[TASK]
From the records below, please return each line that holds the word "emitting".

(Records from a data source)
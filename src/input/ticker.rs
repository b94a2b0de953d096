//! Periodic tick source used by velocity-driven range actions.
//!
//! The source is driven by the caller's clock: [`TickSource::advance`] is handed the current
//! instant and emits one tick carrying the seconds elapsed since the previous one once the
//! target interval has passed. This keeps every tick on the same thread as event dispatch.

use std::fmt;
use std::time::{Duration, Instant};

/// Default tick rate: fast enough for velocity ranges to feel continuous.
pub const DEFAULT_TICK_RATE_HZ: u32 = 10;

/// Callback receiving elapsed seconds.
pub type TickListener = Box<dyn FnMut(f64) + Send>;

/// Restartable fixed-rate tick emitter.
pub struct TickSource {
    interval: Duration,
    last_tick: Option<Instant>,
    listeners: Vec<TickListener>,
}

impl TickSource {
    pub fn new(interval: Duration) -> Self {
        Self {
            interval,
            last_tick: None,
            listeners: Vec::new(),
        }
    }

    /// Tick source emitting `rate_hz` ticks per second (at least one).
    pub fn with_rate(rate_hz: u32) -> Self {
        Self::new(Duration::from_secs(1) / rate_hz.max(1))
    }

    pub fn interval(&self) -> Duration {
        self.interval
    }

    /// Begin emitting, measuring from `now`. No-op when already started.
    pub fn start(&mut self, now: Instant) {
        if self.last_tick.is_none() {
            self.last_tick = Some(now);
        }
    }

    /// Stop emitting. Listeners are kept.
    pub fn stop(&mut self) {
        self.last_tick = None;
    }

    pub fn is_started(&self) -> bool {
        self.last_tick.is_some()
    }

    /// Drop every listener.
    pub fn clear(&mut self) {
        self.listeners.clear();
    }

    pub fn on_tick(&mut self, listener: TickListener) {
        self.listeners.push(listener);
    }

    pub fn listener_count(&self) -> usize {
        self.listeners.len()
    }

    /// When the next tick is due, if started.
    pub fn next_deadline(&self) -> Option<Instant> {
        self.last_tick.map(|last| last + self.interval)
    }

    /// Emit a tick if the interval has elapsed since the last one. Returns whether it did.
    pub fn advance(&mut self, now: Instant) -> bool {
        let Some(last) = self.last_tick else {
            return false;
        };
        let elapsed = now.saturating_duration_since(last);
        if elapsed < self.interval {
            return false;
        }
        self.last_tick = Some(now);
        self.emit(elapsed.as_secs_f64());
        true
    }

    /// Deliver `delta_seconds` to every listener regardless of schedule.
    pub fn emit(&mut self, delta_seconds: f64) {
        for listener in self.listeners.iter_mut() {
            listener(delta_seconds);
        }
    }
}

impl Default for TickSource {
    fn default() -> Self {
        Self::with_rate(DEFAULT_TICK_RATE_HZ)
    }
}

impl fmt::Debug for TickSource {
    fn fmt(&self, f: &mut fmt::Formatter<'_>) -> fmt::Result {
        f.debug_struct("TickSource")
            .field("interval", &self.interval)
            .field("started", &self.is_started())
            .field("listeners", &self.listeners.len())
            .finish()
    }
}

#[cfg(test)]
mod tests {
    use super::*;
    use parking_lot::Mutex;
    use std::sync::Arc;

    fn recording_source() -> (TickSource, Arc<Mutex<Vec<f64>>>) {
        let seen = Arc::new(Mutex::new(Vec::new()));
        let mut source = TickSource::with_rate(10);
        let sink = Arc::clone(&seen);
        source.on_tick(Box::new(move |dt| sink.lock().push(dt)));
        (source, seen)
    }

    #[test]
    fn default_rate_is_ten_hz() {
        assert_eq!(TickSource::default().interval(), Duration::from_millis(100));
    }

    #[test]
    fn does_not_tick_before_start() {
        let (mut source, seen) = recording_source();
        assert!(!source.advance(Instant::now() + Duration::from_secs(5)));
        assert!(seen.lock().is_empty());
        assert_eq!(source.next_deadline(), None);
    }

    #[test]
    fn ticks_once_interval_elapsed() {
        let (mut source, seen) = recording_source();
        let t0 = Instant::now();
        source.start(t0);
        assert_eq!(source.next_deadline(), Some(t0 + Duration::from_millis(100)));

        assert!(!source.advance(t0 + Duration::from_millis(50)));
        assert!(source.advance(t0 + Duration::from_millis(150)));
        assert!(!source.advance(t0 + Duration::from_millis(200)));
        assert!(source.advance(t0 + Duration::from_millis(250)));

        let seen = seen.lock();
        assert_eq!(seen.len(), 2);
        assert!((seen[0] - 0.15).abs() < 1e-9);
        assert!((seen[1] - 0.1).abs() < 1e-9);
    }

    #[test]
    fn start_is_idempotent_and_stop_keeps_listeners() {
        let (mut source, _seen) = recording_source();
        let t0 = Instant::now();
        source.start(t0);
        source.start(t0 + Duration::from_secs(1));
        assert_eq!(source.next_deadline(), Some(t0 + Duration::from_millis(100)));

        source.stop();
        assert!(!source.is_started());
        assert_eq!(source.listener_count(), 1);

        source.clear();
        assert_eq!(source.listener_count(), 0);
    }
}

[RESPONSE TO THIS TASK]
    /// Tick source emitting `rate_hz` ticks per second (at least one).
    /// Begin emitting, measuring from `now`. No-op when already started.
    /// Stop emitting. Listeners are kept.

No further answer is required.